認知症の発症と死亡率上昇 嗅覚の衰えが影響 米調査

ミシガン州立大学の研究で、高齢者における「嗅覚の衰え」は「認知症の発症・死亡率の上昇」の関連性が強いことが分かりました。特に、死亡率については、高齢者2,200人以上を対象にした調査で、嗅覚の「悪い人」は「良い人」よりも10年以内の死亡率が46%も高かったことが分かっています。

◇ 嗅覚の悪さは「死亡率」の高さに繋がる

ミシガン州立大学の研究チームは、2000年から13年以上続けられた「嗅覚テスト」のデータを分析。テストには、2,200人の71~82歳の高齢者が参加し、被験者には12種類の匂いを嗅いでもらい、4つの選択肢から提示する匂いに一致するものを選択してもらいます。その正答率を基に、被験者の嗅覚レベルを「良い」「普通」「悪い」の3つのグループに分け、テスト期間中に亡くなった被験者の死因を調査しました。

◇ 認知症とパーキンソン病にかかる率が高くなる

期間中に、およそ1,200人の被験者が死亡し、嗅覚レベルの悪い人は良い人に比べて、10年以内の死亡率が「46%」も高いことが判明。

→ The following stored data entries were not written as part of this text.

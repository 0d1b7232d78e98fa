pub mod crawler;
pub mod error;
pub mod extractor;
pub mod fetch;
pub mod origin;
pub mod render;
pub mod sitemap;

pub use crawler::Crawler;
pub use error::ScanError;
pub use fetch::{FetchedPage, HttpFetcher};
pub use render::{RenderCapability, RenderedPage, Renderer};
pub use sitemap::SiteMap;
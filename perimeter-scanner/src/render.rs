//! Optional JavaScript-executing render fallback.
//!
//! The crawler only knows the [`Renderer`] trait; a concrete headless engine
//! is plugged in by the embedding application. When none is available the
//! crawl runs with [`RenderCapability::Unavailable`] and stays static.

use crate::error::Result;
use async_trait::async_trait;
use std::fmt;
use std::sync::Arc;
use std::time::Duration;
use url::Url;

/// DOM after script execution plus the client-side navigations observed
/// while the page settled.
#[derive(Debug, Clone, Default, PartialEq, Eq)]
pub struct RenderedPage {
    pub html: String,
    pub navigated_urls: Vec<String>,
}

impl RenderedPage {
    /// Builds a rendered page, keeping navigations in first-seen order
    /// without duplicates.
    pub fn new(html: impl Into<String>, navigated_urls: impl IntoIterator<Item = String>) -> Self {
        let mut unique: Vec<String> = Vec::new();
        for nav in navigated_urls {
            if !nav.is_empty() && !unique.contains(&nav) {
                unique.push(nav);
            }
        }
        Self {
            html: html.into(),
            navigated_urls: unique,
        }
    }
}

#[async_trait]
pub trait Renderer: Send + Sync {
    /// Loads `url`, lets scripts run for at most `timeout`, and returns the
    /// resulting DOM.
    async fn render(&self, url: &Url, timeout: Duration) -> Result<RenderedPage>;
}

#[derive(Clone)]
pub enum RenderCapability {
    Available(Arc<dyn Renderer>),
    Unavailable { reason: String },
}

impl RenderCapability {
    pub fn available(renderer: Arc<dyn Renderer>) -> Self {
        RenderCapability::Available(renderer)
    }

    pub fn unavailable(reason: impl Into<String>) -> Self {
        RenderCapability::Unavailable {
            reason: reason.into(),
        }
    }

    pub fn is_available(&self) -> bool {
        matches!(self, RenderCapability::Available(_))
    }
}

impl Default for RenderCapability {
    fn default() -> Self {
        RenderCapability::unavailable("no render engine configured")
    }
}

impl fmt::Debug for RenderCapability {
    fn fmt(&self, f: &mut fmt::Formatter<'_>) -> fmt::Result {
        match self {
            RenderCapability::Available(_) => f.write_str("RenderCapability::Available"),
            RenderCapability::Unavailable { reason } => {
                write!(f, "RenderCapability::Unavailable({reason})")
            }
        }
    }
}
//! URL canonicalization and same-origin helpers shared by the crawler.
//!
//! Two URLs are considered equal when their WHATWG serializations match after
//! the fragment is dropped. Path case and trailing slashes stay significant.

use url::Url;

const SKIPPED_SCHEMES: [&str; 4] = ["javascript:", "mailto:", "tel:", "data:"];

/// Parses a crawl seed. Only absolute `http`/`https` URLs with a host qualify.
pub fn parse_seed(raw: &str) -> Option<Url> {
    let mut url = Url::parse(raw.trim()).ok()?;
    if !is_web_scheme(&url) || url.host_str().is_none() {
        return None;
    }
    url.set_fragment(None);
    Some(url)
}

/// Resolves an `href`/`src`/`action` value against the page's effective base.
pub fn resolve_link(base: &Url, href: &str) -> Option<Url> {
    let href = href.trim();
    if href.is_empty() || href.starts_with('#') {
        return None;
    }

    let lowered = href.to_ascii_lowercase();
    if SKIPPED_SCHEMES.iter().any(|scheme| lowered.starts_with(scheme)) {
        return None;
    }

    let mut resolved = base.join(href).ok()?;
    if !is_web_scheme(&resolved) {
        return None;
    }
    resolved.set_fragment(None);
    Some(resolved)
}

/// Identical scheme, host and port.
pub fn same_origin(a: &Url, b: &Url) -> bool {
    a.origin() == b.origin()
}

/// An URL looks like an API endpoint when one of its path segments is `api`
/// or its path ends in `.json`.
pub fn is_api_like(url: &Url) -> bool {
    let path = url.path().to_ascii_lowercase();
    path.ends_with(".json") || path.split('/').any(|segment| segment == "api")
}

fn is_web_scheme(url: &Url) -> bool {
    matches!(url.scheme(), "http" | "https")
}

#[cfg(test)]
mod tests {
    use super::*;

    fn url(s: &str) -> Url {
        Url::parse(s).unwrap()
    }

    #[test]
    fn test_parse_seed_rejects_non_web_schemes() {
        assert!(parse_seed("ftp://example.com/").is_none());
        assert!(parse_seed("not a url").is_none());
        assert!(parse_seed("file:///etc/passwd").is_none());
    }

    #[test]
    fn test_parse_seed_drops_fragment_and_adds_root_path() {
        let seed = parse_seed("https://Example.com#top").unwrap();
        assert_eq!(seed.as_str(), "https://example.com/");
    }

    #[test]
    fn test_resolve_link_relative_and_fragment() {
        let base = url("https://example.com/docs/index.html");
        assert_eq!(
            resolve_link(&base, "guide.html#intro").unwrap().as_str(),
            "https://example.com/docs/guide.html"
        );
        assert_eq!(
            resolve_link(&base, "/about").unwrap().as_str(),
            "https://example.com/about"
        );
    }

    #[test]
    fn test_resolve_link_skips_pseudo_schemes() {
        let base = url("https://example.com/");
        assert!(resolve_link(&base, "javascript:void(0)").is_none());
        assert!(resolve_link(&base, "MAILTO:a@example.com").is_none());
        assert!(resolve_link(&base, "tel:+123").is_none());
        assert!(resolve_link(&base, "#section").is_none());
        assert!(resolve_link(&base, "").is_none());
    }

    #[test]
    fn test_same_origin_compares_scheme_host_and_port() {
        let a = url("https://example.com/a");
        assert!(same_origin(&a, &url("https://example.com:443/b")));
        assert!(!same_origin(&a, &url("http://example.com/a")));
        assert!(!same_origin(&a, &url("https://api.example.com/a")));
        assert!(!same_origin(&a, &url("https://example.com:8443/a")));
    }

    #[test]
    fn test_is_api_like() {
        assert!(is_api_like(&url("https://example.com/api/users")));
        assert!(is_api_like(&url("https://example.com/v1/api")));
        assert!(is_api_like(&url("https://example.com/data/feed.json")));
        assert!(!is_api_like(&url("https://example.com/apis-overview")));
        assert!(!is_api_like(&url("https://example.com/about")));
    }
}
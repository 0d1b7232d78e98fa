// Tests for header-hygiene rules, scoring and risk classification

use perimeter_core::rules::{
    COOKIE_HTTPONLY_MISSING, COOKIE_SAMESITE_MISSING, COOKIE_SECURE_MISSING, HSTS_MISSING,
    HSTS_PRESENT, HeaderFinding, NO_SET_COOKIE, Severity, classify_risk,
    evaluate_header_hygiene, score_findings, suggest,
};

fn headers(pairs: &[(&str, &str)]) -> Vec<(String, String)> {
    pairs
        .iter()
        .map(|(k, v)| (k.to_string(), v.to_string()))
        .collect()
}

fn rules(findings: &[HeaderFinding]) -> Vec<&str> {
    findings.iter().map(|f| f.rule.as_str()).collect()
}

// ============================================================================
// Scoring Tests
// ============================================================================

#[test]
fn test_mixed_severities_score_sixteen_and_classify_high() {
    let findings = vec![
        HeaderFinding::new("A", Severity::High, ""),
        HeaderFinding::new("B", Severity::Medium, ""),
        HeaderFinding::new("C", Severity::Low, ""),
    ];
    let score = score_findings(&findings);
    assert_eq!(score, 16);
    assert_eq!(classify_risk(score), Severity::High);
}

#[test]
fn test_risk_thresholds() {
    assert_eq!(classify_risk(0), Severity::Info);
    assert_eq!(classify_risk(1), Severity::Low);
    assert_eq!(classify_risk(5), Severity::Low);
    assert_eq!(classify_risk(6), Severity::Medium);
    assert_eq!(classify_risk(14), Severity::Medium);
    assert_eq!(classify_risk(15), Severity::High);
    assert_eq!(classify_risk(400), Severity::High);
}

#[test]
fn test_severity_ordering() {
    assert!(Severity::Info < Severity::Low);
    assert!(Severity::Low < Severity::Medium);
    assert!(Severity::Medium < Severity::High);
}

// ============================================================================
// Rule Evaluation Tests
// ============================================================================

#[test]
fn test_bare_response_flags_hsts_and_no_cookie() {
    let findings = evaluate_header_hygiene(&headers(&[("content-type", "text/html")]));
    assert_eq!(rules(&findings), vec![HSTS_MISSING, NO_SET_COOKIE]);
    assert_eq!(findings[0].severity, Severity::High);
    assert_eq!(findings[1].severity, Severity::Info);

    let score = score_findings(&findings);
    assert_eq!(score, 10);
    assert_eq!(classify_risk(score), Severity::Medium);
}

#[test]
fn test_hsts_header_name_is_case_insensitive() {
    let findings = evaluate_header_hygiene(&headers(&[(
        "Strict-Transport-Security",
        "max-age=31536000",
    )]));
    assert_eq!(rules(&findings), vec![HSTS_PRESENT, NO_SET_COOKIE]);
    assert_eq!(findings[0].detail, "max-age=31536000");
    assert_eq!(score_findings(&findings), 0);
}

#[test]
fn test_insecure_cookie_triggers_all_cookie_rules() {
    let findings = evaluate_header_hygiene(&headers(&[
        ("strict-transport-security", "max-age=60"),
        ("set-cookie", "session=abc; Path=/"),
    ]));
    assert_eq!(
        rules(&findings),
        vec![
            HSTS_PRESENT,
            COOKIE_HTTPONLY_MISSING,
            COOKIE_SECURE_MISSING,
            COOKIE_SAMESITE_MISSING
        ]
    );
    assert_eq!(findings[1].detail, "session=abc; Path=/");
    assert_eq!(score_findings(&findings), 11);
}

#[test]
fn test_hardened_cookie_raises_nothing() {
    let findings = evaluate_header_hygiene(&headers(&[
        ("strict-transport-security", "max-age=60"),
        ("set-cookie", "session=abc; secure; HTTPONLY; samesite=Strict"),
    ]));
    assert_eq!(rules(&findings), vec![HSTS_PRESENT]);
}

#[test]
fn test_only_offending_cookie_is_reported() {
    let findings = evaluate_header_hygiene(&headers(&[
        ("strict-transport-security", "max-age=60"),
        ("set-cookie", "a=1; Secure; HttpOnly; SameSite=Lax"),
        ("set-cookie", "b=2; Secure; SameSite=Lax"),
    ]));
    assert_eq!(rules(&findings), vec![HSTS_PRESENT, COOKIE_HTTPONLY_MISSING]);
    assert_eq!(findings[1].detail, "b=2; Secure; SameSite=Lax");
}

#[test]
fn test_cookie_value_mentioning_attribute_does_not_count() {
    let findings = evaluate_header_hygiene(&headers(&[
        ("strict-transport-security", "max-age=60"),
        ("set-cookie", "pref=Secure; HttpOnly; SameSite=Lax"),
    ]));
    assert_eq!(rules(&findings), vec![HSTS_PRESENT, COOKIE_SECURE_MISSING]);
}

// ============================================================================
// Suggestion Tests
// ============================================================================

#[test]
fn test_suggestions_follow_finding_order() {
    let findings = evaluate_header_hygiene(&headers(&[("set-cookie", "id=1; Secure")]));
    let suggestions = suggest(&findings);
    assert_eq!(suggestions.len(), 3);
    assert!(suggestions[0].contains("Strict-Transport-Security"));
    assert!(suggestions[1].contains("HttpOnly"));
    assert!(suggestions[2].contains("SameSite"));
}

#[test]
fn test_informational_hsts_has_no_suggestion() {
    let findings = vec![HeaderFinding::new(HSTS_PRESENT, Severity::Info, "max-age=1")];
    assert!(suggest(&findings).is_empty());
}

特に、嗅覚レベルが悪いは「認知症」「パーキンソン病」との併発傾向が最も強く、次いで心血管疾患でした。ちなみに、呼吸器疾患やガンとの関連性は見られなかったということです。

◇ 嗅覚の衰えは神経変性疾患を患っている

嗅覚が「悪い」被験者の22%が「神経変性疾患」にかかっていることが判明。神経変性疾患とは、神経細胞の退行性の変化が起こる病気で、代表的なのが「アルツハイマー病」「パーキンソン病」です。

嗅覚は、神経変性の影響を受ける器官でもあるので、嗅覚の衰えは「認知症」などの発症サインと言っても過言ではありません。例えば、「部屋が臭くても気にならない」「風呂に入らなくなった」といった感じです。

しかし、嗅覚異常がどのようなメカニズムで認知症に繋がっているかは、まだ解明されていないということです。